American Canyon High sophomore Giana Guintu, left, makes a tough pass as head coach Katy O'Brien looks on at St. Helena on Aug. 26.

Faced its toughest competition yet, the American Canyon High volleyball team improved to 5-0 by outlasting former Solano County Athletic Conference rival Benicia, 27-25, 25-19, 24-26, 23-25, 15-13, at home Thursday night.

Arianna Pacheco led the Wolves with 11 kills, 5 aces and 19 digs. Giselle Torres contributed 11 digs, 11 kills and 19 assists. Alexa Berry added 10 kills and Gabriella Trinidad 8 kills to round out the offense.

Vyvylyn Tran had a whopping 34 digs for the night, and Nalani Bustos had 25 assists.
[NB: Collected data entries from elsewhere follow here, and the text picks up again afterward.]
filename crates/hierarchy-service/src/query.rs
//! Tenant and name lookups, and descendant resolution.

use std::collections::HashSet;

use hierarchy_core::types::OrganizationId;
use hierarchy_entity::folder::Folder;
use tracing::debug;

use crate::error::HierarchyError;
use crate::store::HierarchyStore;

/// Folders whose name equals `name`, across all organizations.
pub(crate) fn find_by_name<'a>(folders: &'a [Folder], name: &str) -> Vec<&'a Folder> {
    folders.iter().filter(|f| f.name == name).collect()
}

/// Folders owned by `organization_id`.
pub(crate) fn find_by_org<'a, I>(folders: I, organization_id: OrganizationId) -> Vec<&'a Folder>
where
    I: IntoIterator<Item = &'a Folder>,
{
    folders
        .into_iter()
        .filter(|f| f.belongs_to(organization_id))
        .collect()
}

impl HierarchyStore {
    /// Returns every folder owned by `organization_id`, in collection order.
    pub fn get_folders_by_org_id(&self, organization_id: OrganizationId) -> Vec<Folder> {
        find_by_org(self.folders(), organization_id)
            .into_iter()
            .cloned()
            .collect()
    }

    /// Returns every descendant of the folders named `name` within the
    /// organization.
    ///
    /// Each same-named folder in the organization acts as an anchor. Results
    /// follow anchor order first, then collection order, and a path is
    /// reported at most once.
    pub fn get_all_child_folders(
        &self,
        organization_id: OrganizationId,
        name: &str,
    ) -> Result<Vec<Folder>, HierarchyError> {
        let candidates = find_by_name(self.folders(), name);
        if candidates.is_empty() {
            debug!(name = %name, "Folder name not found");
            return Err(HierarchyError::NotFound {
                name: name.to_string(),
            });
        }

        let anchors = find_by_org(candidates, organization_id);
        if anchors.is_empty() {
            debug!(name = %name, organization_id = %organization_id, "Folder not found in organization");
            return Err(HierarchyError::NotFoundInOrganization {
                name: name.to_string(),
                organization_id,
            });
        }

        let codec = self.codec();
        let mut seen: HashSet<&str> = HashSet::new();
        let mut children = Vec::new();

        for anchor in &anchors {
            for folder in self.folders() {
                if codec.is_ancestor(anchor, folder) && seen.insert(folder.path.as_str()) {
                    children.push(folder.clone());
                }
            }
        }

        debug!(
            name = %name,
            organization_id = %organization_id,
            anchors = anchors.len(),
            descendants = children.len(),
            "Resolved child folders"
        );

        Ok(children)
    }
}
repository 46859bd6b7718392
//! Table and JSON output formatting for CLI commands.

use hierarchy_core::error::AppError;
use hierarchy_entity::folder::{Folder, FolderNode, FolderTree};
use serde::Serialize;
use tabled::{Table, Tabled};

/// Output format selection
#[derive(Debug, Clone, Copy, Default, PartialEq, Eq, clap::ValueEnum)]
pub enum OutputFormat {
    /// Human-readable table
    #[default]
    Table,
    /// JSON output
    Json,
}

/// Folder display row
#[derive(Debug, Tabled)]
pub struct FolderRow {
    /// Name
    name: String,
    /// Organization
    organization_id: String,
    /// Path
    path: String,
}

impl From<&Folder> for FolderRow {
    fn from(folder: &Folder) -> Self {
        Self {
            name: folder.name.clone(),
            organization_id: folder.organization_id.to_string(),
            path: folder.path.clone(),
        }
    }
}

/// Print folders in the selected format.
///
/// JSON output uses the record shape so it can be fed back via `--input`.
pub fn print_folders(folders: &[Folder], format: OutputFormat) -> Result<(), AppError> {
    match format {
        OutputFormat::Table => {
            if folders.is_empty() {
                println!("No folders found.");
            } else {
                let rows: Vec<FolderRow> = folders.iter().map(FolderRow::from).collect();
                println!("{}", Table::new(rows));
            }
            Ok(())
        }
        OutputFormat::Json => hierarchy_service::io::write_folders(std::io::stdout().lock(), folders),
    }
}

/// Print a single item in the selected format
pub fn print_item<T: Serialize + std::fmt::Debug>(item: &T, format: OutputFormat) {
    match format {
        OutputFormat::Table => {
            println!("{:#?}", item);
        }
        OutputFormat::Json => {
            let json = serde_json::to_string_pretty(item).unwrap_or_else(|_| "{}".to_string());
            println!("{}", json);
        }
    }
}

/// Print a folder tree as indented branches, or as JSON.
pub fn print_tree(tree: &FolderTree, format: OutputFormat) {
    if format == OutputFormat::Json {
        print_item(tree, format);
        return;
    }

    if tree.is_empty() {
        println!("No folders found.");
        return;
    }

    for root in &tree.roots {
        print_node(root, 0);
    }
    println!("({} folders)", tree.total_folders);
}

fn print_node(node: &FolderNode, level: usize) {
    if level == 0 {
        println!("{}/", node.name);
    } else {
        println!("{}├── {}/", "  ".repeat(level - 1), node.name);
    }
    for child in &node.children {
        print_node(child, level + 1);
    }
}

/// Print a success message
pub fn print_success(msg: &str) {
    eprintln!("✓ {}", msg);
}

/// Print an error message
pub fn print_error(msg: &str) {
    eprintln!("✗ {}", msg);
}
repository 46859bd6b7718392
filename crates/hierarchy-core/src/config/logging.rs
//! Logging configuration.

use serde::{Deserialize, Serialize};

/// Logging and tracing configuration.
#[derive(Debug, Clone, Serialize, Deserialize)]
pub struct LoggingConfig {
    /// Log level: `"trace"`, `"debug"`, `"info"`, `"warn"`, `"error"`.
    #[serde(default = "default_level")]
    pub level: String,
    /// Log format: `"json"` or `"pretty"`.
    #[serde(default = "default_format")]
    pub format: String,
}

impl Default for LoggingConfig {
    fn default() -> Self {
        Self {
            level: default_level(),
            format: default_format(),
        }
    }
}

fn default_level() -> String {
    "warn".to_string()
}

fn default_format() -> String {
    "pretty".to_string()
}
The Wolves start Vine Valley Athletic League play next week by traveling to Casa Grande on Tuesday and Napa High on Thursday.

Justin-Siena 3, St. Patrick-St. Vincent 0

The Braves swept the Bruins in Vallejo on Thursday night, 28-26, 25-17, 25-21. Justin-Siena (3-1) trailed 6-1 in the first game before battling back to win a very long set and cruised from there.
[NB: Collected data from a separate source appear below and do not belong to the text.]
//! Hierarchy operation failures.
//!
//! Every precondition violation is reported as its own variant and mapped
//! to `hierarchy_core::error::AppError` at the application boundary.

use hierarchy_core::error::AppError;
use hierarchy_core::types::OrganizationId;
use thiserror::Error;

/// Failure of a query or move over the folder collection.
#[derive(Debug, Clone, PartialEq, Eq, Error)]
pub enum HierarchyError {
    // --- Query errors ---
    /// No folder with the name exists in any organization.
    #[error("Folder '{name}' does not exist")]
    NotFound {
        /// The name that was searched for.
        name: String,
    },

    /// The name exists, but not under the requested organization.
    #[error("Folder '{name}' does not exist in organization {organization_id}")]
    NotFoundInOrganization {
        /// The name that was searched for.
        name: String,
        /// The organization that was queried.
        organization_id: OrganizationId,
    },

    // --- Move errors ---
    /// Source and destination name the same folder.
    #[error("Cannot move folder '{name}' to itself")]
    SelfMove {
        /// The folder name.
        name: String,
    },

    /// No folder with the source name exists.
    #[error("Source folder '{name}' does not exist")]
    SourceNotFound {
        /// The source name.
        name: String,
    },

    /// No folder with the destination name exists.
    #[error("Destination folder '{name}' does not exist")]
    DestinationNotFound {
        /// The destination name.
        name: String,
    },

    /// Source and destination belong to different organizations.
    #[error("Cannot move folder '{source_name}' to '{destination_name}' in a different organization")]
    CrossOrganization {
        /// The source folder name.
        source_name: String,
        /// The destination folder name.
        destination_name: String,
    },

    /// The destination lies inside the source's own subtree.
    #[error("Cannot move folder '{source_name}' into its descendant '{destination_name}'")]
    CyclicMove {
        /// The source folder name.
        source_name: String,
        /// The destination folder name.
        destination_name: String,
    },
}

impl HierarchyError {
    /// Stable tag identifying the failure.
    pub fn code(&self) -> &'static str {
        match self {
            Self::NotFound { .. } => "NOT_FOUND",
            Self::NotFoundInOrganization { .. } => "NOT_FOUND_IN_ORGANIZATION",
            Self::SelfMove { .. } => "SELF_MOVE",
            Self::SourceNotFound { .. } => "SOURCE_NOT_FOUND",
            Self::DestinationNotFound { .. } => "DESTINATION_NOT_FOUND",
            Self::CrossOrganization { .. } => "CROSS_ORGANIZATION",
            Self::CyclicMove { .. } => "CYCLIC_MOVE",
        }
    }
}

impl From<HierarchyError> for AppError {
    fn from(err: HierarchyError) -> Self {
        match &err {
            HierarchyError::NotFound { .. }
            | HierarchyError::NotFoundInOrganization { .. }
            | HierarchyError::SourceNotFound { .. }
            | HierarchyError::DestinationNotFound { .. } => AppError::not_found(err.to_string()),
            HierarchyError::SelfMove { .. }
            | HierarchyError::CrossOrganization { .. }
            | HierarchyError::CyclicMove { .. } => AppError::validation(err.to_string()),
        }
    }
}
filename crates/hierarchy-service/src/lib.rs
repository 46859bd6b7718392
//! # hierarchy-service
//!
//! Folder hierarchy operations over a flat, multi-tenant collection of
//! [`Folder`](hierarchy_entity::folder::Folder) records whose ancestry is
//! encoded in a delimited path string.
//!
//! The [`HierarchyStore`] holds an immutable snapshot and answers every
//! request with a linear scan through the [`PathCodec`]; no tree or index is
//! built for the three core operations.

pub mod error;
pub mod io;
pub mod movement;
pub mod path;
pub mod query;
pub mod sample;
pub mod store;
pub mod tree;

pub use error::HierarchyError;
pub use path::PathCodec;
pub use sample::generate_sample;
pub use store::{FolderDriver, HierarchyStore};
pub use tree::build_tree;
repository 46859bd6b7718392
//! Shared domain types.

pub mod id;

pub use id::OrganizationId;
//! Sample data generation configuration.

use serde::{Deserialize, Serialize};

/// Shape of the generated sample collection.
#[derive(Debug, Clone, Serialize, Deserialize)]
pub struct SampleConfig {
    /// Number of organizations to generate.
    #[serde(default = "default_organizations")]
    pub organizations: usize,
    /// Root folders per organization.
    #[serde(default = "default_roots")]
    pub roots: usize,
    /// Levels below each root (0 = roots only).
    #[serde(default = "default_depth")]
    pub depth: usize,
    /// Children per non-leaf folder.
    #[serde(default = "default_fanout")]
    pub fanout: usize,
}

impl Default for SampleConfig {
    fn default() -> Self {
        Self {
            organizations: default_organizations(),
            roots: default_roots(),
            depth: default_depth(),
            fanout: default_fanout(),
        }
    }
}

fn default_organizations() -> usize {
    2
}

fn default_roots() -> usize {
    2
}

fn default_depth() -> usize {
    2
}

fn default_fanout() -> usize {
    2
}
Emery Messenger led the Braves with 11 kills and 13 digs. Eleanor Meyers added 10 kills, an assist and 4 terminal blocks. Ranessa Rualo served well and tallied 15 assists.
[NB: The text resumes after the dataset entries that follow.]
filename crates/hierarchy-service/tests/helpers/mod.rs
//! Shared fixtures for hierarchy integration tests.

#![allow(dead_code)]

use hierarchy_core::types::OrganizationId;
use hierarchy_entity::folder::Folder;

/// Tenant used by most fixtures.
pub fn org() -> OrganizationId {
    OrganizationId::from_str_or_nil("c59cc5c1-9b81-4d00-95e3-22c6efdaf134")
}

/// A second tenant for cross-organization cases.
pub fn other_org() -> OrganizationId {
    OrganizationId::from_str_or_nil("5e35ff8f-21dd-4ed5-b861-ba93dbcdadc3")
}

/// Folder in the default tenant.
pub fn folder(name: &str, path: &str) -> Folder {
    Folder::new(name, org(), path)
}

/// Builds records from parent links: entry `i` names its parent index.
///
/// Names are `n00`, `n01`, ... so no name is a string prefix of another.
pub fn from_parents(organization_id: OrganizationId, parents: &[Option<usize>]) -> Vec<Folder> {
    let mut paths: Vec<String> = Vec::with_capacity(parents.len());
    let mut folders = Vec::with_capacity(parents.len());

    for (idx, parent) in parents.iter().enumerate() {
        let name = format!("n{idx:02}");
        let path = match parent {
            Some(p) => format!("{}.{}", paths[*p], name),
            None => name.clone(),
        };
        paths.push(path.clone());
        folders.push(Folder::new(name, organization_id, path));
    }

    folders
}
//! Folder tree building for hierarchical display.

use std::collections::HashMap;

use hierarchy_core::types::OrganizationId;
use hierarchy_entity::folder::{Folder, FolderNode, FolderTree};

use crate::path::PathCodec;
use crate::query::find_by_org;

/// Builds the organization's folder tree from a flat collection.
///
/// A folder hangs under the record whose path equals its parent path. When
/// no such record exists the folder becomes a root, so partial hierarchies
/// still render. Siblings keep collection order.
pub fn build_tree(folders: &[Folder], organization_id: OrganizationId, codec: &PathCodec) -> FolderTree {
    let members = find_by_org(folders, organization_id);
    if members.is_empty() {
        return FolderTree::empty();
    }

    let mut by_path: HashMap<&str, usize> = HashMap::new();
    for (idx, folder) in members.iter().enumerate() {
        by_path.entry(folder.path.as_str()).or_insert(idx);
    }

    let mut children: Vec<Vec<usize>> = vec![Vec::new(); members.len()];
    let mut roots = Vec::new();
    for (idx, folder) in members.iter().enumerate() {
        match codec
            .parent_path(&folder.path)
            .and_then(|parent| by_path.get(parent))
        {
            Some(&parent) => children[parent].push(idx),
            None => roots.push(idx),
        }
    }

    let roots = roots
        .into_iter()
        .map(|idx| build_node(idx, &members, &children, codec))
        .collect();

    FolderTree::from_roots(roots)
}

fn build_node(
    idx: usize,
    members: &[&Folder],
    children: &[Vec<usize>],
    codec: &PathCodec,
) -> FolderNode {
    let folder = members[idx];
    let nodes: Vec<FolderNode> = children[idx]
        .iter()
        .map(|&child| build_node(child, members, children, codec))
        .collect();

    FolderNode {
        name: folder.name.clone(),
        path: folder.path.clone(),
        depth: codec.depth(&folder.path),
        child_count: nodes.len(),
        children: nodes,
    }
}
Justin-Siena also won the best-of-three junior varsity match in three games.

“I am so proud of JV and varsity for fighting hard for the double win tonight,” Braves head coach Kate Reilley said. “The Bruins have incredibly scrappy teams that forced us coaches to make several adjustments throughout the games. It is games like this that ultimately make our teams better, forcing us to move the ball around, make adjustments, and fight for every point. I am looking forward to our first league matches against Sonoma Valley next Thursday.”

Varsity Boys Water Polo

Alhambra 11, Justin-Siena 2 (2OT)

Rylie Dombrowski amassed 17 saves and Carson Mooers had 4 goals, but it wasn’t enough to lift the Justin-Siena boys water polo team in its season opener Wednesday as Alhambra prevailed in double-overtime, 11-9, in Martinez.

Braves head coach John Derr said almost half of Dombrowski’s saves were one-on-one on shots from point-blank range.

“Rylie absolutely kept us in the game, making critical saves time and time again,” he said.

Casey Kleis, Gino Bartalotti, Tommy Christ, Aidan Machado and Thomas Smith each chipped in 1 goal for Justin-Siena. Kleis and Bartalotti played tight defense and had 3 steals apiece. Derr said Ellison Levy had a great game all-around, leading the counter attack to his low post position.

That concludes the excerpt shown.